Kenyan banks’ total loan portfolio rose 15 per cent to Ksh2.43 trillion ($24.3 billion at the beginning of 2019 from Ksh2.11 trillion ($21.1 billion) at the beginning of 2018, of which Ksh376.2 billion ($3.76 billion) was channelled into real estate compared with Ksh388.1 billion ($3.88 billion) at the end of 2017, according to Central Bank of Kenya’s Bank Financial Sector Stability report released last year.

The industry’s gross non-performing loans (NPLs) rose by 19.69 per cent to Ksh316.7 1 billion ($3.16 billion) from Ksh 264.61 billion ($2.64 billion) in the same period. Provisions for NPLs rose to the highest level of 44.7 per cent from 34.5 per cent in 2017.

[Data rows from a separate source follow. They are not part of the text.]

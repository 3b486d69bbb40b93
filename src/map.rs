extern crate alloc;

use alloc::boxed::Box;
use core::{borrow::Borrow, fmt, marker::PhantomPinned, ptr::NonNull};

use cordyceps::Linked;

use crate::{AvlTree, Links, TreeNode};

/// An ordered map based on an [AVL tree].
///
/// [AVL tree]: https://en.wikipedia.org/wiki/AVL_tree
pub struct AvlMap<K: Ord + fmt::Debug, V> {
    tree: AvlTree<MapNode<K, V>>,
}

struct MapNode<K, V> {
    links: Links<MapNode<K, V>>,
    key: K,
    value: V,
    _unpin: PhantomPinned,
}

/// Error returned by [`AvlMap::get_checked`] when the looked-up key is not
/// present in the map.
#[derive(Debug, Clone, Copy, PartialEq, Eq)]
pub struct KeyError;

impl fmt::Display for KeyError {
    fn fmt(&self, f: &mut fmt::Formatter<'_>) -> fmt::Result {
        f.write_str("key not found")
    }
}

impl std::error::Error for KeyError {}

unsafe impl<K, V> Linked<Links<MapNode<K, V>>> for MapNode<K, V> {
    type Handle = Box<Self>;

    fn into_ptr(r: Self::Handle) -> NonNull<Self> {
        Box::leak(r).into()
    }

    unsafe fn from_ptr(ptr: NonNull<Self>) -> Self::Handle {
        unsafe { Box::from_raw(ptr.as_ptr()) }
    }

    unsafe fn links(ptr: NonNull<Self>) -> NonNull<Links<MapNode<K, V>>> {
        let ptr = ptr.as_ptr();
        NonNull::new(core::ptr::addr_of_mut!((*ptr).links)).unwrap()
    }
}

impl<K: Ord + fmt::Debug, V> TreeNode<Links<MapNode<K, V>>> for MapNode<K, V> {
    type Key = K;

    fn key(&self) -> &Self::Key {
        &self.key
    }
}

impl<K: Ord + fmt::Debug, V> AvlMap<K, V> {
    /// Creates a new, empty `AvlMap`.
    pub const fn new() -> Self {
        Self {
            tree: AvlTree::new(),
        }
    }

    /// Returns `true` if the map contains no elements.
    pub const fn is_empty(&self) -> bool {
        self.tree.is_empty()
    }

    /// Returns the number of elements in the map.
    pub const fn len(&self) -> usize {
        self.tree.len()
    }

    /// Inserts a key-value pair into the map.
    ///
    /// If the map already contained `key`, its value is overwritten and the
    /// map's structure is left unchanged.
    pub fn insert(&mut self, key: K, value: V) {
        self.tree.insert(Box::new(MapNode {
            links: Links::new(),
            key,
            value,
            _unpin: PhantomPinned,
        }));
    }

    /// Returns `true` if the map contains a value associated with `key`.
    #[inline]
    pub fn contains_key<Q>(&self, key: &Q) -> bool
    where
        K: Borrow<Q>,
        Q: Ord + ?Sized,
    {
        self.tree.contains_key(key)
    }

    /// Returns a reference to the value associated with `key`.
    #[inline]
    pub fn get<Q>(&self, key: &Q) -> Option<&V>
    where
        K: Borrow<Q>,
        Q: Ord + ?Sized,
    {
        self.tree.get(key).map(|node| &node.get_ref().value)
    }

    /// Returns a reference to the value associated with `key`, or a
    /// [`KeyError`] if no such value exists.
    ///
    /// This is the strict counterpart of [`get`](Self::get) for callers that
    /// treat an absent key as an error rather than an empty result.
    pub fn get_checked<Q>(&self, key: &Q) -> Result<&V, KeyError>
    where
        K: Borrow<Q>,
        Q: Ord + ?Sized,
    {
        self.get(key).ok_or(KeyError)
    }

    /// Returns a mutable reference to the value associated with `key`.
    #[inline]
    pub fn get_mut<Q>(&mut self, key: &Q) -> Option<&mut V>
    where
        K: Borrow<Q>,
        Q: Ord + ?Sized,
    {
        self.tree
            .get_mut(key)
            // SAFETY: Pinning is not structural for `node.value`.
            .map(|node| unsafe { &mut node.get_unchecked_mut().value })
    }

    /// Returns the first key-value pair in the map.
    ///
    /// The returned key is the minimum key in the map.
    #[inline]
    pub fn first_key_value(&self) -> Option<(&K, &V)> {
        self.tree.first().map(|node| {
            let node = node.get_ref();
            (&node.key, &node.value)
        })
    }

    /// Removes and returns the first key-value pair in the map.
    ///
    /// The returned key is the minimum key in the map.
    #[inline]
    pub fn pop_first(&mut self) -> Option<(K, V)> {
        self.tree.pop_first().map(|node| {
            let MapNode { key, value, .. } = *node;
            (key, value)
        })
    }

    /// Returns the last key-value pair in the map.
    ///
    /// The returned key is the maximum key in the map.
    #[inline]
    pub fn last_key_value(&self) -> Option<(&K, &V)> {
        self.tree.last().map(|node| {
            let node = node.get_ref();
            (&node.key, &node.value)
        })
    }

    /// Removes and returns the last key-value pair in the map.
    ///
    /// The returned key is the maximum key in the map.
    #[inline]
    pub fn pop_last(&mut self) -> Option<(K, V)> {
        self.tree.pop_last().map(|node| {
            let MapNode { key, value, .. } = *node;
            (key, value)
        })
    }

    /// Removes the value associated with `key` from the map.
    ///
    /// Returns `None`, and leaves the map unchanged, if `key` is not present.
    #[inline]
    pub fn remove<Q>(&mut self, key: &Q) -> Option<V>
    where
        K: Borrow<Q>,
        Q: Ord + ?Sized,
    {
        self.tree.remove(key).map(|node| node.value)
    }

    /// Returns an iterator over the map's key-value pairs in key order.
    pub fn iter(&self) -> impl Iterator<Item = (&K, &V)> {
        self.tree.iter().map(|node| (&node.key, &node.value))
    }

    /// Clears the map, removing all elements.
    #[inline]
    pub fn clear(&mut self) {
        self.tree.clear();
    }
}

impl<K: Ord + fmt::Debug, V> Default for AvlMap<K, V> {
    fn default() -> Self {
        Self::new()
    }
}
//! A standalone check that every root-to-leaf path in a plain binary tree
//! has the same length.
//!
//! This operates on an ordinary owned binary tree with no balance
//! bookkeeping; it is independent of [`AvlTree`](crate::AvlTree).

extern crate alloc;

use alloc::boxed::Box;

/// A plain binary tree node.
#[derive(Debug, Default)]
pub struct BinaryNode {
    pub left: Option<Box<BinaryNode>>,
    pub right: Option<Box<BinaryNode>>,
}

impl BinaryNode {
    /// Returns a new leaf node.
    pub fn leaf() -> Box<BinaryNode> {
        Box::new(BinaryNode {
            left: None,
            right: None,
        })
    }

    /// Returns a new node with the given subtrees.
    pub fn branch(
        left: Option<Box<BinaryNode>>,
        right: Option<Box<BinaryNode>>,
    ) -> Box<BinaryNode> {
        Box::new(BinaryNode { left, right })
    }
}

// Returns the depth of the subtree: 0 for an empty subtree, and one more
// than the deeper child otherwise.
fn depth(node: Option<&BinaryNode>) -> usize {
    match node {
        None => 0,
        Some(node) => 1 + depth(node.left.as_deref()).max(depth(node.right.as_deref())),
    }
}

/// Returns `true` if every leaf of the tree lies at the same depth.
///
/// A node with exactly one child does not itself violate the property; the
/// missing side is ignored and only the present subtree is checked. Depth
/// comparison happens only at nodes where both subtrees are present.
///
/// Depth is recomputed at every such node, so this is O(n²) in the worst
/// case. A single pass computing heights bottom-up would be O(n), but the
/// simple form is plenty for the tree sizes this is used on.
pub fn equal_paths(root: Option<&BinaryNode>) -> bool {
    let Some(node) = root else {
        return true;
    };

    match (node.left.as_deref(), node.right.as_deref()) {
        (None, None) => true,
        (Some(only), None) | (None, Some(only)) => equal_paths(Some(only)),
        (Some(left), Some(right)) => {
            depth(Some(left)) == depth(Some(right))
                && equal_paths(Some(left))
                && equal_paths(Some(right))
        }
    }
}

#[cfg(test)]
mod tests {
    use super::*;

    #[test]
    fn empty_tree_is_equal() {
        assert!(equal_paths(None));
    }

    #[test]
    fn single_leaf_is_equal() {
        let root = BinaryNode::leaf();
        assert!(equal_paths(Some(&root)));
    }

    #[test]
    fn one_child_chain_is_equal() {
        // Unary nodes are skipped, so a left-only chain has a single path.
        let inner = BinaryNode::branch(Some(BinaryNode::leaf()), None);
        let root = BinaryNode::branch(Some(inner), None);
        assert!(equal_paths(Some(&root)));
    }

    #[test]
    fn lopsided_tree_is_not_equal() {
        // Node 1 has children 2 and 3; node 2 has children 4 and 5; node 3
        // is a leaf. The left subtree's leaves sit a level deeper.
        let root = BinaryNode::branch(
            Some(BinaryNode::branch(
                Some(BinaryNode::leaf()),
                Some(BinaryNode::leaf()),
            )),
            Some(BinaryNode::leaf()),
        );
        assert!(!equal_paths(Some(&root)));
    }

    #[test]
    fn perfect_tree_is_equal() {
        fn perfect(depth: usize) -> Box<BinaryNode> {
            if depth == 0 {
                BinaryNode::leaf()
            } else {
                BinaryNode::branch(Some(perfect(depth - 1)), Some(perfect(depth - 1)))
            }
        }

        assert!(equal_paths(Some(&perfect(3))));
    }

    #[test]
    fn violation_below_equal_depths_is_still_caught() {
        // The root's subtrees have equal max depth, but the left subtree's
        // own children are uneven.
        fn pair() -> Box<BinaryNode> {
            BinaryNode::branch(Some(BinaryNode::leaf()), Some(BinaryNode::leaf()))
        }

        let uneven = BinaryNode::branch(Some(pair()), Some(BinaryNode::leaf()));
        let root = BinaryNode::branch(
            Some(uneven),
            Some(BinaryNode::branch(Some(pair()), Some(pair()))),
        );
        assert!(!equal_paths(Some(&root)));
    }
}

The policy shift has thrown banks into a legal battle with the taxman after the lenders were left holding securities that they are unable to sell to recover their loans.

The bone of contention is whether a bank is supposed to pay CGT upon selling off an asset that is held as security for a loan.

Failure to liquidate collateral securities has inflicted more pain for banks that are already grappling with high NPLs largely due to an under-performing economy and the government’s delayed payment to suppliers. The total banks’ loan book stood at $27.5 billion as at November 2019 while NPLs had risen to $3.4 billion, as per CBK’s latest data.

According to the LSK, the fact that the i-Tax system only allows the owner of the property to initiate the CGT application ensures that innocent purchasers are mostly exposed to vendors who are keen on giving them difficulty in property acquisition.

“The view of the Law Society therefore is that the KRA should not impose unlawfully a requirement to require the payment of CGT prior to payment of stamp duty as there is no legal basis to do so,” said Mr Gichuhi.

“Additionally, the KRA should respect the rule of law and obey the court orders delivered on these matters. We have a pending contempt application against the KRA for breaching orders we obtained on the CGT issue restraining them from perpetuating illegalities.”

The High Court in a ruling delivered on March 13 2018 by Justice George Odunga ruled that the administrative action by KRA requiring simultaneous payment of stamp duty and CGT on sale of land by a chargee/lender pursuant to a chargee’s power of sale “is unreasonable, unfair and influenced by an error of law.”

The Court of Appeal upheld the decision of the High Court, which KRA had appealed against.

KRA, in court documents, argued that a lender is for all intents and purposes the proprietor of a charged property and hence the chargees/banks are obligated to pay taxes (CGT) in respect of the charged property.

KRA also argued that valuations of the property are carried out before the bank does the lending in order to establish the forced sale value of the property and hence calculation of CGT is not an impossibility on the part of a bank.
The capital gains tax was re-introduced in Kenya on January 1, 2015, after close to three decades’ suspension.

The KEnya Revenue Authority shift ed stamp duty and capital gains tax payments to its online portal in October last year and demands that the two levies be paid simultaneously before transfer of property is effected, which has made it difficult for banks to auction defaulters’ assets.
CGT was re-introduced in Kenya on January 1 2015, after close to three decades’ suspension.

From 2015, the applicable CGT rate has been five per cent payable on the 20th day of the month after a transaction is completed.

The government’s attempts to increase the CGT to 12.5 per cent through the Finance Bill, 2019 hit a brick wall after parliament rejected the proposal.